● What is required
Print every record exactly, with nothing added or left out.

Start of Excerpted records

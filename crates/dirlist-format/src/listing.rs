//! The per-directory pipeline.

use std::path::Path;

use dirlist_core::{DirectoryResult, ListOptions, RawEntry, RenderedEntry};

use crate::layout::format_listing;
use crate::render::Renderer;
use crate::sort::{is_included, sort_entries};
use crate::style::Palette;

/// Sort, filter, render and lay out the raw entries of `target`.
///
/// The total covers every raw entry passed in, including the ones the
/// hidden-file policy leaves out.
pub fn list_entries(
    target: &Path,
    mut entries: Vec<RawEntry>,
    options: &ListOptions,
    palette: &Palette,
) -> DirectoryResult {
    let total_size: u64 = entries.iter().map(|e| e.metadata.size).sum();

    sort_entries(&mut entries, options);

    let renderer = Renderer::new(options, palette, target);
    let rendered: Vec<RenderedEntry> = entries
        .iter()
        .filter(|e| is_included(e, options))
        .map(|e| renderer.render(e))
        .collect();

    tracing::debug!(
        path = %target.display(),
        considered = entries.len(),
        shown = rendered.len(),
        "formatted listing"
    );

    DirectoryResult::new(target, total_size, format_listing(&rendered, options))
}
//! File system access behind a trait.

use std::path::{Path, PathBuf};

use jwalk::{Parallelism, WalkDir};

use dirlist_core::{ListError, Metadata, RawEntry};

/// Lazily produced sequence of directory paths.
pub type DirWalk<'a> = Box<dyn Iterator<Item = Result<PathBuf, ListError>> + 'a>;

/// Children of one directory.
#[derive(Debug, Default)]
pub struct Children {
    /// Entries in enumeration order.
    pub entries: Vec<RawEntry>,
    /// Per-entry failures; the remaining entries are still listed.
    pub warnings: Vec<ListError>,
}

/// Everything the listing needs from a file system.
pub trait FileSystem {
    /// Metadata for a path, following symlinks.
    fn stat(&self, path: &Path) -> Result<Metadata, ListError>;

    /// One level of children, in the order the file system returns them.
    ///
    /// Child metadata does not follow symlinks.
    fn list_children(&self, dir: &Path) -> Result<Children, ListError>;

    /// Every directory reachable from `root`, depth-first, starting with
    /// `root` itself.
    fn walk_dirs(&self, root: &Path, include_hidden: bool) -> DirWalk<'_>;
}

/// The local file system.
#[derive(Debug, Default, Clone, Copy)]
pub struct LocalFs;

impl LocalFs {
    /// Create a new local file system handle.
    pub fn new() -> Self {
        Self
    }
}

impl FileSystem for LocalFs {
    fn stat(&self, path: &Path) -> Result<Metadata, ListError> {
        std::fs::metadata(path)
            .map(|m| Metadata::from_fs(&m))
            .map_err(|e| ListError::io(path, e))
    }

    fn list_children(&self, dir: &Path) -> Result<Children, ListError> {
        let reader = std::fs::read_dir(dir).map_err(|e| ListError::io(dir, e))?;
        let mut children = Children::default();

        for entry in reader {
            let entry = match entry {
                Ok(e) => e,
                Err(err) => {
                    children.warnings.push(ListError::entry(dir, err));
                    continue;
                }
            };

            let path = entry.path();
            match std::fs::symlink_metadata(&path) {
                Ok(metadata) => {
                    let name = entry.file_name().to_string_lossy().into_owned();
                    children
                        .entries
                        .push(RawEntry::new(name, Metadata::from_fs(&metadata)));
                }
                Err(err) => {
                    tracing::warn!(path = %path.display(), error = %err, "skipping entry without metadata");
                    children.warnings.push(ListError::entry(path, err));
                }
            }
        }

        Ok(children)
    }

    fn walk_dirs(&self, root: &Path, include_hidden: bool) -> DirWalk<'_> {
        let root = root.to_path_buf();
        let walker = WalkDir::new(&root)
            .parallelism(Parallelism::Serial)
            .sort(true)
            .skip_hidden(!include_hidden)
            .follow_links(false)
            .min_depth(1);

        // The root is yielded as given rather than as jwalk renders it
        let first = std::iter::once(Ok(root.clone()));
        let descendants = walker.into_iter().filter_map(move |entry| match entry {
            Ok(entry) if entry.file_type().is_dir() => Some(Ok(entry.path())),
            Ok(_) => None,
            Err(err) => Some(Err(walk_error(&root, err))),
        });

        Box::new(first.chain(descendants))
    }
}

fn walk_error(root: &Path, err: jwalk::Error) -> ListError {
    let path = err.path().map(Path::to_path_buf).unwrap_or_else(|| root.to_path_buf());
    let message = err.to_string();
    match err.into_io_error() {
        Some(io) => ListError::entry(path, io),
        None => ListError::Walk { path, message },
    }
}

End of Excerpted records

● Reply to the exercise
filename crates/dirlist-format/src/listing.rs
//! The per-directory pipeline.

use std::path::Path;

use dirlist_core::{DirectoryResult, ListOptions, RawEntry, RenderedEntry};

use crate::layout::format_listing;
use crate::render::Renderer;
use crate::sort::{is_included, sort_entries};
use crate::style::Palette;

/// Sort, filter, render and lay out the raw entries of `target`.
///
/// The total covers every raw entry passed in, including the ones the
/// hidden-file policy leaves out.
pub fn list_entries(
    target: &Path,
    mut entries: Vec<RawEntry>,
    options: &ListOptions,
    palette: &Palette,
) -> DirectoryResult {
    let total_size: u64 = entries.iter().map(|e| e.metadata.size).sum();

    sort_entries(&mut entries, options);

    let renderer = Renderer::new(options, palette, target);
    let rendered: Vec<RenderedEntry> = entries
        .iter()
        .filter(|e| is_included(e, options))
        .map(|e| renderer.render(e))
        .collect();

    tracing::debug!(
        path = %target.display(),
        considered = entries.len(),
        shown = rendered.len(),
        "formatted listing"
    );

    DirectoryResult::new(target, total_size, format_listing(&rendered, options))
}
//! File system access behind a trait.

use std::path::{Path, PathBuf};

use jwalk::{Parallelism, WalkDir};

use dirlist_core::{ListError, Metadata, RawEntry};

/// Lazily produced sequence of directory paths.
pub type DirWalk<'a> = Box<dyn Iterator<Item = Result<PathBuf, ListError>> + 'a>;

/// Children of one directory.
#[derive(Debug, Default)]
pub struct Children {
    /// Entries in enumeration order.
    pub entries: Vec<RawEntry>,
    /// Per-entry failures; the remaining entries are still listed.
    pub warnings: Vec<ListError>,
}

/// Everything the listing needs from a file system.
pub trait FileSystem {
    /// Metadata for a path, following symlinks.
    fn stat(&self, path: &Path) -> Result<Metadata, ListError>;

    /// One level of children, in the order the file system returns them.
    ///
    /// Child metadata does not follow symlinks.
    fn list_children(&self, dir: &Path) -> Result<Children, ListError>;

    /// Every directory reachable from `root`, depth-first, starting with
    /// `root` itself.
    fn walk_dirs(&self, root: &Path, include_hidden: bool) -> DirWalk<'_>;
}

/// The local file system.
#[derive(Debug, Default, Clone, Copy)]
pub struct LocalFs;

impl LocalFs {
    /// Create a new local file system handle.
    pub fn new() -> Self {
        Self
    }
}

impl FileSystem for LocalFs {
    fn stat(&self, path: &Path) -> Result<Metadata, ListError> {
        std::fs::metadata(path)
            .map(|m| Metadata::from_fs(&m))
            .map_err(|e| ListError::io(path, e))
    }

    fn list_children(&self, dir: &Path) -> Result<Children, ListError> {
        let reader = std::fs::read_dir(dir).map_err(|e| ListError::io(dir, e))?;
        let mut children = Children::default();

        for entry in reader {
            let entry = match entry {
                Ok(e) => e,
                Err(err) => {
                    children.warnings.push(ListError::entry(dir, err));
                    continue;
                }
            };

            let path = entry.path();
            match std::fs::symlink_metadata(&path) {
                Ok(metadata) => {
                    let name = entry.file_name().to_string_lossy().into_owned();
                    children
                        .entries
                        .push(RawEntry::new(name, Metadata::from_fs(&metadata)));
                }
                Err(err) => {
                    tracing::warn!(path = %path.display(), error = %err, "skipping entry without metadata");
                    children.warnings.push(ListError::entry(path, err));
                }
            }
        }

        Ok(children)
    }

    fn walk_dirs(&self, root: &Path, include_hidden: bool) -> DirWalk<'_> {
        let root = root.to_path_buf();
        let walker = WalkDir::new(&root)
            .parallelism(Parallelism::Serial)
            .sort(true)
            .skip_hidden(!include_hidden)
            .follow_links(false)
            .min_depth(1);

        // The root is yielded as given rather than as jwalk renders it
        let first = std::iter::once(Ok(root.clone()));
        let descendants = walker.into_iter().filter_map(move |entry| match entry {
            Ok(entry) if entry.file_type().is_dir() => Some(Ok(entry.path())),
            Ok(_) => None,
            Err(err) => Some(Err(walk_error(&root, err))),
        });

        Box::new(first.chain(descendants))
    }
}

fn walk_error(root: &Path, err: jwalk::Error) -> ListError {
    let path = err.path().map(Path::to_path_buf).unwrap_or_else(|| root.to_path_buf());
    let message = err.to_string();
    match err.into_io_error() {
        Some(io) => ListError::entry(path, io),
        None => ListError::Walk { path, message },
    }
}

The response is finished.